Linking specific biological signatures to different childhood adversities: findings from the HERO project

• Published in: Pediatric research Vol. 94; no. 2; pp. 564 - 574
• Main Authors: de Mendonça Filho, Euclides José, Pokhvisneva, Irina, Maalouf, Christina Maria, Parent, Carine, Mliner, Shanna B., Slopen, Natalie, Williams, David R., Bush, Nicole R., Boyce, William Thomas, Levitt, Pat, Nelson, Charles A., Gunnar, Megan R., Meaney, Michael J., Shonkoff, Jack P., Silveira, Patricia Pelufo
• Format: Journal Article
• Language: English
• Published: New York Nature Publishing Group US 01.08.2023; Nature Publishing Group
• Subjects: Child; Clinical; Clinical Research Article; Cortisone; Dehydroepiandrosterone; Hormones; Humans; Hydrocortisone; Hypothalamo-Hypophyseal System; Medicine; Medicine & Public Health; Pediatric Surgery; Pediatrics; Pituitary-Adrenal System; Saliva; Stress, Psychological; Tumor Necrosis Factor-alpha
• ISSN: 0031-3998; 1530-0447; 1530-0447
• DOI: 10.1038/s41390-022-02415-y

Background Although investigations have begun to differentiate biological and neurobiological responses to a variety of adversities, studies considering both endocrine and immune function in the same datasets are limited.
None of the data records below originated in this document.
//! Governance Property Tests
//!
//! End-to-end checks of the public surface: redaction idempotence, content
//! preservation, hash commitment, type aggregation, validator rejection and
//! statistics accounting.
//!
//! Run with logs: `RUST_LOG=tork_governance=debug cargo test -- --nocapture`

use std::collections::BTreeSet;

use sha2::{Digest, Sha256};
use tork_governance::{
    detect_pii, GovernanceAction, GovernanceConfig, MatchKind, PIIType, Region, Tork,
};

fn init_tracing() {
    let _ = tracing_subscriber::fmt()
        .with_env_filter(tracing_subscriber::EnvFilter::from_default_env())
        .with_test_writer()
        .try_init();
}

const SAMPLES: &[&str] = &[
    "SSN: 123-45-6789, Email: a@b.com",
    "Card: 4111-1111-1111-1111 exp soon",
    "Call 555-123-4567 or (212) 555-0199 from 10.0.0.1",
    "Ship to 1600 Pennsylvania Avenue, contact ops@example.org",
    "Nothing sensitive in this sentence at all.",
    "Unicode café ☕ with a@b.com inside",
];

#[test]
fn test_redaction_is_idempotent() {
    init_tracing();
    let tork = Tork::new();
    for text in SAMPLES {
        let first = tork.redact(text, &tork.detect(text).matches);
        let second = tork.redact(&first, &tork.detect(&first).matches);
        assert_eq!(second, first, "second pass changed {:?}", text);
    }
}

#[test]
fn test_content_preservation_without_pii() {
    let tork = Tork::new();
    for text in ["", "Hello, world!", "The meeting is at noon on Tuesday.", "naïve résumé"] {
        let result = tork.govern(text);
        assert_eq!(result.action, GovernanceAction::Allow);
        assert_eq!(result.output, text);
    }
}

#[test]
fn test_hash_commitment() {
    let tork = Tork::new();
    for text in SAMPLES {
        let result = tork.govern(text);
        assert!(result.receipt.verify(text, &result.output));

        let expected_in = format!("sha256:{}", hex::encode(Sha256::digest(text.as_bytes())));
        let expected_out = format!("sha256:{}", hex::encode(Sha256::digest(result.output.as_bytes())));
        assert_eq!(result.receipt.input_hash(), expected_in);
        assert_eq!(result.receipt.output_hash(), expected_out);
    }
}

#[test]
fn test_type_aggregation() {
    let tork = Tork::new();
    let result = tork.detect("SSN: 123-45-6789, Email: a@b.com");
    let types: BTreeSet<String> = result.types.iter().map(|k| k.name().to_string()).collect();
    assert_eq!(types, BTreeSet::from(["SSN".to_string(), "EMAIL".to_string()]));
    assert_eq!(result.count, 2);
}

#[test]
fn test_validator_rejection() {
    let tork = Tork::new();
    assert_eq!(tork.detect("SSN: 000-00-0000").count_of(PIIType::SSN), 0);
    assert_eq!(tork.detect("SSN: 123-45-6789").count_of(PIIType::SSN), 1);
}

#[test]
fn test_statistics_accounting() {
    let tork = Tork::new();
    tork.govern("first clean message");
    tork.govern("SSN: 123-45-6789");
    tork.govern("second clean message");

    let stats = tork.get_stats();
    assert_eq!(stats.total_calls, 3);
    assert_eq!(stats.total_pii_detected, 1);

    tork.reset_stats();
    let stats = tork.get_stats();
    assert_eq!(stats.total_calls, 0);
    assert_eq!(stats.total_pii_detected, 0);
}

#[test]
fn test_card_end_to_end() {
    let tork = Tork::new();
    let result = tork.govern("Card: 4111-1111-1111-1111");
    assert_eq!(result.action, GovernanceAction::Redact);
    assert_eq!(result.output, "Card: [CARD_REDACTED]");
    assert_eq!(result.receipt.pii_types(), &[MatchKind::Builtin(PIIType::CreditCard)]);

    let json: serde_json::Value = serde_json::from_str(&result.receipt.to_json().unwrap()).unwrap();
    assert_eq!(json["pii_types"], serde_json::json!(["CREDIT_CARD"]));
    assert_eq!(json["action"], "REDACT");
}

#[test]
fn test_every_region_from_toml() {
    init_tracing();
    let config = GovernanceConfig::from_toml_str(
        r#"
        policy_version = "3.0.0"
        default_action = "ESCALATE"
        regions = ["all"]
        "#,
    )
    .unwrap();
    let tork = Tork::with_config(config).unwrap();
    let input = "NHS Number: 943 476 5919";
    let result = tork.govern(input);

    assert_eq!(result.action, GovernanceAction::Escalate);
    assert_eq!(result.output, input);
    assert!(result.pii.contains_type(PIIType::NhsUK));
    assert_eq!(result.receipt.policy_version(), "3.0.0");
}

#[test]
fn test_free_function_detection() {
    let regions = BTreeSet::from([Region::Au]);
    let result = detect_pii("TFN 123 456 782", &regions, None).unwrap();
    assert_eq!(result.redacted_text, "TFN [TFN_REDACTED]");
}
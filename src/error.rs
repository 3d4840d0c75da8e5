// Copyright 2024-2026 Tork Governance Contributors
// SPDX-License-Identifier: Apache-2.0

//! Configuration errors.
//!
//! The only failure a caller can observe. Raised while building a detector
//! or governance engine; scanning itself never fails.

use thiserror::Error;

#[derive(Debug, Error)]
pub enum ConfigError {
    #[error("Unknown region: {0}")]
    UnknownRegion(String),

    #[error("At least one region must be configured")]
    EmptyRegions,

    #[error("Invalid policy version '{0}': expected MAJOR.MINOR[.PATCH][-PRERELEASE]")]
    InvalidPolicyVersion(String),

    #[error("Invalid custom pattern name '{0}': use letters, digits and underscores")]
    InvalidCustomPatternName(String),

    #[error("Invalid custom pattern '{name}': {source}")]
    InvalidCustomPattern {
        name: String,
        #[source]
        source: regex::Error,
    },

    #[error("Config parse error: {0}")]
    Parse(#[from] toml::de::Error),
}
impl PIIType {
    pub const ALL: [PIIType; 44] = [
        PIIType::SSN,
        PIIType::PhoneUS,
        PIIType::DriverLicenseUS,
        PIIType::PassportUS,
        PIIType::EIN,
        PIIType::ITIN,
        PIIType::PhoneAU,
        PIIType::MedicareAU,
        PIIType::TFN,
        PIIType::ABN,
        PIIType::ACN,
        PIIType::IBAN,
        PIIType::VatEU,
        PIIType::PhoneEU,
        PIIType::GermanID,
        PIIType::FrenchSSN,
        PIIType::NinoUK,
        PIIType::NhsUK,
        PIIType::PostcodeUK,
        PIIType::SortCodeUK,
        PIIType::Email,
        PIIType::CreditCard,
        PIIType::IPAddress,
        PIIType::IPv6Address,
        PIIType::MACAddress,
        PIIType::DateOfBirth,
        PIIType::Phone,
        PIIType::Address,
        PIIType::BankAccount,
        PIIType::RoutingNumber,
        PIIType::SwiftBIC,
        PIIType::CVV,
        PIIType::CardExpiry,
        PIIType::CryptoAddress,
        PIIType::PatientID,
        PIIType::MRN,
        PIIType::HealthPlanID,
        PIIType::NPI,
        PIIType::DEANumber,
        PIIType::ICDCode,
        PIIType::CPTCode,
        PIIType::BiometricID,
        PIIType::FaceID,
        PIIType::FingerprintID,
    ];

    /// Stable wire name used in receipts and logs.
    pub fn name(&self) -> &'static str {
        match self {
            PIIType::SSN => "SSN",
            PIIType::PhoneUS => "PHONE_US",
            PIIType::DriverLicenseUS => "DRIVER_LICENSE_US",
            PIIType::PassportUS => "PASSPORT_US",
            PIIType::EIN => "EIN",
            PIIType::ITIN => "ITIN",
            PIIType::PhoneAU => "PHONE_AU",
            PIIType::MedicareAU => "MEDICARE_AU",
            PIIType::TFN => "TFN",
            PIIType::ABN => "ABN",
            PIIType::ACN => "ACN",
            PIIType::IBAN => "IBAN",
            PIIType::VatEU => "VAT_EU",
            PIIType::PhoneEU => "PHONE_EU",
            PIIType::GermanID => "GERMAN_ID",
            PIIType::FrenchSSN => "FRENCH_SSN",
            PIIType::NinoUK => "NINO_UK",
            PIIType::NhsUK => "NHS_UK",
            PIIType::PostcodeUK => "POSTCODE_UK",
            PIIType::SortCodeUK => "SORT_CODE_UK",
            PIIType::Email => "EMAIL",
            PIIType::CreditCard => "CREDIT_CARD",
            PIIType::IPAddress => "IP_ADDRESS",
            PIIType::IPv6Address => "IPV6_ADDRESS",
            PIIType::MACAddress => "MAC_ADDRESS",
            PIIType::DateOfBirth => "DATE_OF_BIRTH",
            PIIType::Phone => "PHONE",
            PIIType::Address => "ADDRESS",
            PIIType::BankAccount => "BANK_ACCOUNT",
            PIIType::RoutingNumber => "ROUTING_NUMBER",
            PIIType::SwiftBIC => "SWIFT_BIC",
            PIIType::CVV => "CVV",
            PIIType::CardExpiry => "CARD_EXPIRY",
            PIIType::CryptoAddress => "CRYPTO_ADDRESS",
            PIIType::PatientID => "PATIENT_ID",
            PIIType::MRN => "MRN",
            PIIType::HealthPlanID => "HEALTH_PLAN_ID",
            PIIType::NPI => "NPI",
            PIIType::DEANumber => "DEA_NUMBER",
            PIIType::ICDCode => "ICD_CODE",
            PIIType::CPTCode => "CPT_CODE",
            PIIType::BiometricID => "BIOMETRIC_ID",
            PIIType::FaceID => "FACE_ID",
            PIIType::FingerprintID => "FINGERPRINT_ID",
        }
    }

    /// Placeholder substituted for a validated match of this type.
    pub fn redaction_token(&self) -> &'static str {
        match self {
            PIIType::SSN => "[SSN_REDACTED]",
            PIIType::PhoneUS => "[PHONE_US_REDACTED]",
            PIIType::DriverLicenseUS => "[DL_REDACTED]",
            PIIType::PassportUS => "[PASSPORT_REDACTED]",
            PIIType::EIN => "[EIN_REDACTED]",
            PIIType::ITIN => "[ITIN_REDACTED]",
            PIIType::PhoneAU => "[PHONE_AU_REDACTED]",
            PIIType::MedicareAU => "[MEDICARE_REDACTED]",
            PIIType::TFN => "[TFN_REDACTED]",
            PIIType::ABN => "[ABN_REDACTED]",
            PIIType::ACN => "[ACN_REDACTED]",
            PIIType::IBAN => "[IBAN_REDACTED]",
            PIIType::VatEU => "[VAT_REDACTED]",
            PIIType::PhoneEU => "[PHONE_EU_REDACTED]",
            PIIType::GermanID => "[DE_ID_REDACTED]",
            PIIType::FrenchSSN => "[FR_SSN_REDACTED]",
            PIIType::NinoUK => "[NINO_REDACTED]",
            PIIType::NhsUK => "[NHS_REDACTED]",
            PIIType::PostcodeUK => "[POSTCODE_UK_REDACTED]",
            PIIType::SortCodeUK => "[SORT_CODE_REDACTED]",
            PIIType::Email => "[EMAIL_REDACTED]",
            PIIType::CreditCard => "[CARD_REDACTED]",
            PIIType::IPAddress => "[IP_REDACTED]",
            PIIType::IPv6Address => "[IPV6_REDACTED]",
            PIIType::MACAddress => "[MAC_REDACTED]",
            PIIType::DateOfBirth => "[DOB_REDACTED]",
            PIIType::Phone => "[PHONE_REDACTED]",
            PIIType::Address => "[ADDRESS_REDACTED]",
            PIIType::BankAccount => "[BANK_ACCOUNT_REDACTED]",
            PIIType::RoutingNumber => "[ROUTING_REDACTED]",
            PIIType::SwiftBIC => "[SWIFT_REDACTED]",
            PIIType::CVV => "[CVV_NEVER_STORE]",
            PIIType::CardExpiry => "[EXPIRY_REDACTED]",
            PIIType::CryptoAddress => "[CRYPTO_REDACTED]",
            PIIType::PatientID => "[PATIENT_ID_REDACTED]",
            PIIType::MRN => "[MRN_REDACTED]",
            PIIType::HealthPlanID => "[HEALTH_PLAN_REDACTED]",
            PIIType::NPI => "[NPI_REDACTED]",
            PIIType::DEANumber => "[DEA_REDACTED]",
            PIIType::ICDCode => "[DIAGNOSIS_REDACTED]",
            PIIType::CPTCode => "[PROCEDURE_REDACTED]",
            PIIType::BiometricID => "[BIOMETRIC_REDACTED]",
            PIIType::FaceID => "[FACE_ID_REDACTED]",
            PIIType::FingerprintID => "[FINGERPRINT_REDACTED]",
        }
    }

    /// Human-readable label for listings and reports.
    pub fn description(&self) -> &'static str {
        match self {
            PIIType::SSN => "US Social Security Number",
            PIIType::PhoneUS => "US phone number",
            PIIType::DriverLicenseUS => "US driver license number",
            PIIType::PassportUS => "US passport number",
            PIIType::EIN => "Employer Identification Number",
            PIIType::ITIN => "Individual Taxpayer Identification Number",
            PIIType::PhoneAU => "Australian phone number",
            PIIType::MedicareAU => "Australian Medicare number",
            PIIType::TFN => "Australian Tax File Number",
            PIIType::ABN => "Australian Business Number",
            PIIType::ACN => "Australian Company Number",
            PIIType::IBAN => "International Bank Account Number",
            PIIType::VatEU => "EU VAT number",
            PIIType::PhoneEU => "European phone number",
            PIIType::GermanID => "German ID number (Personalausweis)",
            PIIType::FrenchSSN => "French social security number (NIR)",
            PIIType::NinoUK => "UK National Insurance number",
            PIIType::NhsUK => "UK NHS number",
            PIIType::PostcodeUK => "UK postcode",
            PIIType::SortCodeUK => "UK bank sort code",
            PIIType::Email => "Email address",
            PIIType::CreditCard => "Payment card number (Visa, Mastercard, Amex, Discover)",
            PIIType::IPAddress => "IPv4 address",
            PIIType::IPv6Address => "IPv6 address",
            PIIType::MACAddress => "MAC address",
            PIIType::DateOfBirth => "Labelled date of birth",
            PIIType::Phone => "International phone number",
            PIIType::Address => "Street address",
            PIIType::BankAccount => "Bank account number",
            PIIType::RoutingNumber => "US bank routing number",
            PIIType::SwiftBIC => "SWIFT/BIC code",
            PIIType::CVV => "Card verification value, never stored",
            PIIType::CardExpiry => "Card expiration date",
            PIIType::CryptoAddress => "Cryptocurrency address (BTC, ETH)",
            PIIType::PatientID => "Patient identifier",
            PIIType::MRN => "Medical record number",
            PIIType::HealthPlanID => "Health plan beneficiary ID",
            PIIType::NPI => "National Provider Identifier",
            PIIType::DEANumber => "DEA registration number",
            PIIType::ICDCode => "ICD-10 diagnosis code",
            PIIType::CPTCode => "CPT procedure code",
            PIIType::BiometricID => "Biometric identifier",
            PIIType::FaceID => "Facial recognition identifier",
            PIIType::FingerprintID => "Fingerprint identifier",
        }
    }

    /// Sensitive authentication data that PCI DSS forbids retaining after
    /// authorization.
    pub fn pci_dss_critical(&self) -> bool {
        matches!(self, PIIType::CVV)
    }

    /// Region whose table defines this type.
    pub fn region(&self) -> Region {
        match self {
            PIIType::SSN
            | PIIType::PhoneUS
            | PIIType::DriverLicenseUS
            | PIIType::PassportUS
            | PIIType::EIN
            | PIIType::ITIN => Region::Us,
            PIIType::PhoneAU
            | PIIType::MedicareAU
            | PIIType::TFN
            | PIIType::ABN
            | PIIType::ACN => Region::Au,
            PIIType::IBAN
            | PIIType::VatEU
            | PIIType::PhoneEU
            | PIIType::GermanID
            | PIIType::FrenchSSN => Region::Eu,
            PIIType::NinoUK | PIIType::NhsUK | PIIType::PostcodeUK | PIIType::SortCodeUK => {
                Region::Uk
            }
            PIIType::Email
            | PIIType::CreditCard
            | PIIType::IPAddress
            | PIIType::IPv6Address
            | PIIType::MACAddress
            | PIIType::DateOfBirth
            | PIIType::Phone
            | PIIType::Address => Region::Universal,
            PIIType::BankAccount
            | PIIType::RoutingNumber
            | PIIType::SwiftBIC
            | PIIType::CVV
            | PIIType::CardExpiry
            | PIIType::CryptoAddress => Region::Financial,
            PIIType::PatientID
            | PIIType::MRN
            | PIIType::HealthPlanID
            | PIIType::NPI
            | PIIType::DEANumber
            | PIIType::ICDCode
            | PIIType::CPTCode => Region::Healthcare,
            PIIType::BiometricID | PIIType::FaceID | PIIType::FingerprintID => Region::Biometric,
        }
    }

    pub fn from_name(name: &str) -> Option<PIIType> {
        PIIType::ALL.iter().copied().find(|t| t.name() == name)
    }
}
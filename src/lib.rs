// Copyright 2024-2026 Tork Governance Contributors
// SPDX-License-Identifier: Apache-2.0

//! Tork governance core.
//!
//! Pattern- and rule-based PII detection across regional registries,
//! checksum validation, typed-token redaction, and a hash-committed
//! receipt for every governance decision.
//!
//! Adapters call one narrow surface: [`Tork::govern`], or
//! [`Tork::detect`] / [`Tork::redact`] when they do not need a receipt.
//!
//! ```no_run
//! use tork_governance::{GovernanceAction, Tork};
//!
//! let tork = Tork::new();
//! let result = tork.govern("Card: 4111-1111-1111-1111");
//! assert_eq!(result.action, GovernanceAction::Redact);
//! assert_eq!(result.output, "Card: [CARD_REDACTED]");
//! assert!(result.receipt.verify("Card: 4111-1111-1111-1111", &result.output));
//! ```

pub mod error;
pub mod governance;
pub mod pii;

pub use error::ConfigError;
pub use governance::{
    GovernanceAction, GovernanceConfig, GovernanceResult, GovernanceStats, Receipt,
    StatsSnapshot, Tork,
};
pub use pii::{
    detect_pii, redact, redact_pii, MatchKind, PIIDetector, PIIMatch, PIIResult, PIIType,
    Region,
};
// Copyright 2024-2026 Tork Governance Contributors
// SPDX-License-Identifier: Apache-2.0

//! Single-pass redaction with overlap resolution.

use std::borrow::Cow;

use super::pii_types::PIIMatch;

/// Replace every match span with its type token.
///
/// Matches are applied earliest start first, longest first on equal starts,
/// input order on full ties. A match overlapping one already applied is
/// dropped and left out of the returned applied list. Matches whose offsets
/// do not fit `text` are ignored.
pub fn redact(text: &str, matches: &[PIIMatch]) -> (String, Vec<PIIMatch>) {
    redact_with(text, matches, |m| m.kind.redaction_token())
}

/// Like [`redact`], with a caller-chosen replacement per match.
pub fn redact_with<'a, F>(text: &str, matches: &[PIIMatch], mut token: F) -> (String, Vec<PIIMatch>)
where
    F: FnMut(&PIIMatch) -> Cow<'a, str>,
{
    if matches.is_empty() {
        return (text.to_string(), Vec::new());
    }

    let mut ordered: Vec<&PIIMatch> = matches.iter().filter(|m| fits(text, m)).collect();
    ordered.sort_by(|a, b| a.start.cmp(&b.start).then_with(|| b.len().cmp(&a.len())));

    let mut result = String::with_capacity(text.len());
    let mut applied = Vec::new();
    let mut cursor = 0;

    for m in ordered {
        if m.start < cursor {
            continue;
        }
        result.push_str(&text[cursor..m.start]);
        result.push_str(&token(m));
        cursor = m.end;
        applied.push(m.clone());
    }

    result.push_str(&text[cursor..]);
    (result, applied)
}

fn fits(text: &str, m: &PIIMatch) -> bool {
    m.start < m.end
        && m.end <= text.len()
        && text.is_char_boundary(m.start)
        && text.is_char_boundary(m.end)
}

#[cfg(test)]
#[path = "redactor_tests.rs"]
mod tests;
Methods Associations between proximal (family functioning, caregiver depression, and anxiety) and distal (SES-D; socioeconomic disadvantage) early-life adversities with salivary inflammatory biomarkers (IL-1β, IL-6, IL-8, and TNF-α) and hair HPA markers (cortisol, cortisone, and dehydroepiandrosterone) were examined in two samples of young U.S. children ( N  = 142; N  = 145). Results Children exposed to higher SES-D had higher levels of TNF-α ( B  = 0.13, p  = 0.011), IL-1β ( B  = 0.10, p  = 0.033), and DHEA ( B  = 0.16, p  = 0.011). Higher family dysfunction was associated with higher cortisol ( B  = 0.08, p  = 0.033) and cortisone ( B  = 0.05, p  = 0.003). An interaction between SES-D and family dysfunction was observed for cortisol levels ( p  = 0.020) whereby children exposed to lower/average levels of SES-D exhibited a positive association between family dysfunction and cortisol levels, whereas children exposed to high levels of SES-D did not. These findings were partially replicated in the second sample. Conclusions Our results indicate that these biological response systems may react differently to different forms of early-life adversity. Impact Different forms of early-life adversity have varied stress signatures, and investigations of early-life adversities with inflammation and HPA markers are lacking. Children with higher socioeconomic disadvantage had higher TNF-α, IL-1β, and DHEA. Higher family dysfunction was associated with higher hair cortisol and cortisone levels, and the association between family dysfunction and cortisol was moderated by socioeconomic disadvantage. Biological response systems (immune and endocrine) were differentially associated with distinct forms of early-life adversities.